Las claves
El Gobierno ha empleado tres aeronaves oficiales para trasladar a Pedro Sánchez y a los ministros Robles y Albares después de la cumbre de la OTAN en Ankara.
Pedro Sánchez se desplazó en un Airbus A-310 hacia Londres para asistir a la graduación de su hija, con un coste aproximado de 18.253 euros.
Los ministros Robles y Albares regresaron a Madrid en dos Dassault Falcon 900, con un costo conjunto de 19.158 euros para ambos viajes.
La huella ambiental de estos vuelos alcanzó las 46 toneladas de CO2 para el Airbus de Sánchez y 14 toneladas en total para los Falcons de los ministros.
El Gobierno activó hasta tres aeronaves para traer de vuelta a Pedro Sánchez y a sus ministros después de la cumbre de la OTAN en Ankara.
La razón fue que el presidente debía estar presente en la graduación de su hija en Londres, motivo que justificó el uso de un Airbus A-310.

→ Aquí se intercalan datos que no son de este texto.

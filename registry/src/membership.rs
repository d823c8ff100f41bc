// Hive membership
//
// A hive is alive exactly while its entry under the hive directory exists.
// The entry carries a TTL and is refreshed at half that period. Every hive
// watches the directory and turns entry creation/deletion into
// `HiveJoined`/`HiveLeft` events on its own event bus.

use crate::{
    config::RegistryConfig,
    error::{Fatal, Result},
    events::{ClusterEvent, EventKind, HiveContext},
    fatal::FatalHandler,
    paths::RegistryPaths,
    store::{Action, CoordStore, Response, StoreError, StoreResult},
    HiveId,
};
use futures::StreamExt;
use parking_lot::Mutex;
use std::collections::BTreeSet;
use std::sync::atomic::{AtomicBool, Ordering};
use std::sync::Arc;
use std::time::Duration;
use tokio::task::JoinHandle;
use tokio_util::sync::CancellationToken;
use tracing::{debug, info, trace, warn};

/// Maps one change under the hive directory to the event it announces, if any.
pub fn membership_event(
    paths: &RegistryPaths,
    change: &Response,
    expire_as_leave: bool,
) -> Option<ClusterEvent> {
    let hive = paths.hive_id_from_path(&change.node.key)?;
    match (change.action, &change.prev_node) {
        (Action::Create, None) => Some(ClusterEvent::HiveJoined(hive)),
        (Action::Delete, Some(_)) => Some(ClusterEvent::HiveLeft(hive)),
        (Action::Expire, Some(_)) if expire_as_leave => Some(ClusterEvent::HiveLeft(hive)),
        _ => None,
    }
}

struct Shared {
    store: Arc<dyn CoordStore>,
    ctx: Arc<dyn HiveContext>,
    fatal: FatalHandler,
    paths: RegistryPaths,
    hive_ttl: Option<Duration>,
    expire_as_leave: bool,
}

impl Shared {
    fn hive_key_value(&self) -> (String, String) {
        let id = self.ctx.hive_id();
        (self.paths.hive_path(&id), id.0)
    }

    async fn refresh_ttl(self: Arc<Self>, period: Duration, cancel: CancellationToken) {
        let (key, value) = self.hive_key_value();
        loop {
            tokio::select! {
                biased;
                () = cancel.cancelled() => break,
                () = tokio::time::sleep(period) => {
                    if let Err(source) = self.store.update(&key, &value, self.hive_ttl).await {
                        self.fatal.trigger(&Fatal::RefreshTtl { key: key.clone(), source });
                        return;
                    }
                    debug!(hive = %value, "hive TTL updated in registry");
                }
            }
        }
        debug!(hive = %value, "TTL refresher stopped");
    }

    /// Registered hives and the store index the listing reflects.
    async fn read_hive_dir(&self, dir: &str) -> StoreResult<(u64, BTreeSet<HiveId>)> {
        match self.store.get(dir, false).await {
            Ok(listing) => {
                let hives = listing
                    .node
                    .nodes
                    .iter()
                    .filter_map(|node| self.paths.hive_id_from_path(&node.key))
                    .collect();
                Ok((listing.index, hives))
            }
            Err(e) if e.is_not_found() => Ok((0, BTreeSet::new())),
            Err(e) => Err(e),
        }
    }

    /// Re-reads the hive directory after the watch dropped changes and emits
    /// the joins and leaves that happened in the gap.
    async fn resync(&self, dir: &str, view: &mut HiveView) -> StoreResult<()> {
        let (index, hives) = self.read_hive_dir(dir).await?;
        for hive in hives.difference(&view.live) {
            self.ctx.emit(ClusterEvent::HiveJoined(hive.clone()));
        }
        for hive in view.live.difference(&hives) {
            self.ctx.emit(ClusterEvent::HiveLeft(hive.clone()));
        }
        info!(hives = hives.len(), index, "hive view resynced after lagging watch");
        *view = HiveView { index, live: hives };
        Ok(())
    }

    async fn watch_hives(self: Arc<Self>, cancel: CancellationToken) {
        let dir = self.paths.hive_dir();

        // Subscribe before taking the snapshot so nothing falls in between;
        // changes already contained in the snapshot are skipped by index.
        let mut changes = match self.store.watch(&dir, true).await {
            Ok(changes) => changes,
            Err(source) => {
                self.fatal.trigger(&Fatal::HiveDirectory { key: dir, source });
                return;
            }
        };
        let mut view = match self.read_hive_dir(&dir).await {
            Ok((index, live)) => HiveView { index, live },
            Err(source) => {
                self.fatal.trigger(&Fatal::HiveDirectory { key: dir, source });
                return;
            }
        };

        for hive in &view.live {
            self.ctx.emit(ClusterEvent::HiveJoined(hive.clone()));
        }

        loop {
            tokio::select! {
                biased;
                () = cancel.cancelled() => break,
                change = changes.next() => match change {
                    Some(Ok(change)) => {
                        if change.index <= view.index {
                            continue;
                        }
                        view.apply(&self.paths, &change);
                        match membership_event(&self.paths, &change, self.expire_as_leave) {
                            Some(event) => {
                                info!(?event, "hive membership changed");
                                self.ctx.emit(event);
                            }
                            None => trace!(
                                action = %change.action,
                                key = %change.node.key,
                                "received an update from registry"
                            ),
                        }
                    }
                    Some(Err(StoreError::WatchLagged { skipped, .. })) => {
                        warn!(dir = %dir, skipped, "hive watch lagged, re-reading hive directory");
                        if let Err(source) = self.resync(&dir, &mut view).await {
                            self.fatal.trigger(&Fatal::HiveDirectory { key: dir.clone(), source });
                            return;
                        }
                    }
                    Some(Err(e)) => {
                        self.fatal.trigger(&Fatal::HiveWatch { key: dir.clone(), reason: e.to_string() });
                        return;
                    }
                    None => {
                        self.fatal.trigger(&Fatal::HiveWatch {
                            key: dir.clone(),
                            reason: "change stream closed".to_string(),
                        });
                        return;
                    }
                },
            }
        }
        debug!(dir = %dir, "hive watcher stopped");
    }
}

/// What the watcher believes the hive directory holds.
///
/// Tracks entries, not reported membership: an `expire` that is not reported
/// as a leave still removes the hive, so a later resync does not announce it.
struct HiveView {
    index: u64,
    live: BTreeSet<HiveId>,
}

impl HiveView {
    fn apply(&mut self, paths: &RegistryPaths, change: &Response) {
        let Some(hive) = paths.hive_id_from_path(&change.node.key) else {
            return;
        };
        match change.action {
            Action::Create | Action::Set | Action::Update => {
                self.live.insert(hive);
            }
            Action::Delete | Action::Expire => {
                self.live.remove(&hive);
            }
            Action::Get => {}
        }
        self.index = change.index;
    }
}

struct BackgroundTask {
    cancel: CancellationToken,
    done: JoinHandle<()>,
}

impl BackgroundTask {
    fn spawn<F, Fut>(f: F) -> Self
    where
        F: FnOnce(CancellationToken) -> Fut,
        Fut: std::future::Future<Output = ()> + Send + 'static,
    {
        let cancel = CancellationToken::new();
        let done = tokio::spawn(f(cancel.clone()));
        Self { cancel, done }
    }

    /// Cancels the task and waits until it has exited.
    async fn stop(self) {
        self.cancel.cancel();
        if let Err(e) = self.done.await {
            warn!(error = %e, "registry background task did not exit cleanly");
        }
    }
}

struct Pollers {
    ttl: BackgroundTask,
    watch: BackgroundTask,
}

/// Keeps this hive registered and reports peers joining and leaving.
pub struct Membership {
    shared: Arc<Shared>,
    addrs: Vec<String>,
    refresh_interval: Duration,
    connected: AtomicBool,
    pollers: Mutex<Option<Pollers>>,
}

impl Membership {
    pub fn new(
        config: &RegistryConfig,
        store: Arc<dyn CoordStore>,
        ctx: Arc<dyn HiveContext>,
        fatal: FatalHandler,
    ) -> Self {
        Self {
            shared: Arc::new(Shared {
                store,
                ctx,
                fatal,
                paths: RegistryPaths::new(config.prefix.clone()),
                hive_ttl: config.hive_ttl_opt(),
                expire_as_leave: config.expire_as_leave,
            }),
            addrs: config.addrs.clone(),
            refresh_interval: config.refresh_interval(),
            connected: AtomicBool::new(false),
            pollers: Mutex::new(None),
        }
    }

    pub fn is_connected(&self) -> bool {
        self.connected.load(Ordering::SeqCst)
    }

    /// Syncs with the store, registers this hive and starts the TTL refresher
    /// and the hive watcher.
    pub async fn start(&self) -> Result<()> {
        let shared = &self.shared;
        shared
            .store
            .sync_cluster()
            .await
            .map_err(|source| Fatal::ClusterSync {
                addrs: self.addrs.clone(),
                source,
            })?;
        self.connected.store(true, Ordering::SeqCst);

        shared.ctx.register_event(EventKind::HiveJoined);
        shared.ctx.register_event(EventKind::HiveLeft);

        let (key, value) = shared.hive_key_value();
        shared
            .store
            .create(&key, &value, shared.hive_ttl)
            .await
            .map_err(|source| Fatal::Register {
                key: key.clone(),
                source,
            })?;
        info!(hive = %value, key = %key, "hive registered");

        self.start_pollers();
        Ok(())
    }

    fn start_pollers(&self) {
        let period = self.refresh_interval;
        let ttl_shared = self.shared.clone();
        let ttl = BackgroundTask::spawn(move |cancel| ttl_shared.refresh_ttl(period, cancel));
        let watch_shared = self.shared.clone();
        let watch = BackgroundTask::spawn(move |cancel| watch_shared.watch_hives(cancel));

        *self.pollers.lock() = Some(Pollers { ttl, watch });
    }

    /// Stops both background tasks and removes this hive's entry. Does
    /// nothing if the hive never connected or is already disconnected.
    pub async fn disconnect(&self) -> Result<()> {
        if !self.connected.swap(false, Ordering::SeqCst) {
            return Ok(());
        }

        let pollers = self.pollers.lock().take();
        if let Some(pollers) = pollers {
            pollers.watch.stop().await;
            pollers.ttl.stop().await;
        }

        let (key, value) = self.shared.hive_key_value();
        self.shared
            .store
            .delete(&key)
            .await
            .map_err(|source| Fatal::Unregister {
                key: key.clone(),
                source,
            })?;
        info!(hive = %value, "hive unregistered");
        Ok(())
    }

    /// Hives currently registered, sorted.
    pub async fn live_hives(&self) -> Result<Vec<HiveId>> {
        let dir = self.shared.paths.hive_dir();
        let (_, hives) = self.shared.read_hive_dir(&dir).await?;
        Ok(hives.into_iter().collect())
    }
}

impl std::fmt::Debug for Membership {
    fn fmt(&self, f: &mut std::fmt::Formatter<'_>) -> std::fmt::Result {
        f.debug_struct("Membership")
            .field("hive", &self.shared.ctx.hive_id())
            .field("connected", &self.is_connected())
            .finish_non_exhaustive()
    }
}

#[cfg(test)]
mod tests {
    use super::*;
    use crate::store::Node;

    fn change(action: Action, key: &str, prev: Option<&str>) -> Response {
        Response {
            action,
            node: Node {
                key: key.to_string(),
                ..Node::default()
            },
            prev_node: prev.map(|v| Node {
                key: key.to_string(),
                value: Some(v.to_string()),
                ..Node::default()
            }),
            index: 1,
        }
    }

    #[test]
    fn test_membership_event_mapping() {
        let paths = RegistryPaths::new("beehive");
        let joined = ClusterEvent::HiveJoined("h1".into());
        let left = ClusterEvent::HiveLeft("h1".into());

        let cases = [
            (change(Action::Create, "beehive/hives/h1", None), false, Some(joined)),
            (change(Action::Delete, "beehive/hives/h1", Some("h1")), false, Some(left.clone())),
            (change(Action::Delete, "beehive/hives/h1", None), false, None),
            (change(Action::Update, "beehive/hives/h1", Some("h1")), false, None),
            (change(Action::Set, "beehive/hives/h1", None), false, None),
            (change(Action::Expire, "beehive/hives/h1", Some("h1")), false, None),
            (change(Action::Expire, "beehive/hives/h1", Some("h1")), true, Some(left)),
            (change(Action::Create, "beehive/apps/kv/__lock__", None), false, None),
        ];

        for (change, expire_as_leave, expected) in cases {
            assert_eq!(
                membership_event(&paths, &change, expire_as_leave),
                expected,
                "{} {}",
                change.action,
                change.node.key
            );
        }
    }
}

Esta aeronave tiene un coste de trayecto estimado en 18.253 euros.
Este avión, reservado para la familia real y la presidencia del Gobierno, es más grande que los Falcon y dispone de sala de reuniones, dormitorios y cocina.
Por otro lado, la esposa del presidente, Begoña Gómez, tuvo que volar en otro avión privado, dado que el juez Juan Carlos Peinado le retiró el pasaporte y el magistrado sustituto, Antonio Viejo, no le permitió acudir a la cumbre de la OTAN, aunque sí a la graduación.
Los otros dos ministros que asistieron a la cumbre —el de Asuntos Exteriores, José Manuel Albares, y la de Defensa, Margarita Robles— regresaron a Madrid en sendos Dassault Falcon 900.
Cada viaje ministerial tuvo un costo de 9.579 euros, sumando un total de 19.158 euros.
Para el desplazamiento de ida, los tres altos cargos también emplearon aeronaves distintas. Albares llegó primero debido a que tenía una agenda previa no oficial, mientras que la primera actividad de Robles —una recepción formal por parte de su homólogo turco— empezaba una hora más tarde.
Sánchez, en cambio, utilizó el Airbus para ser recibido por el mandatario turco, Recep Tayyip Erdoğan, y los demás líderes en la cumbre de la OTAN. En conjunto, el coste estimado de los vuelos de ida y vuelta es de 74.822 euros.
Respecto al impacto ambiental, la mayor huella de carbono corresponde al Airbus A310 de Sánchez, con emisiones de 46 toneladas de CO2, equivalente a conducir un automóvil promedio durante cuatro años.
Por el contrario, las emisiones de los Falcons de Robles y Albares suman 14 toneladas de CO2, lo que equivale a un año de conducción de un vehículo medio.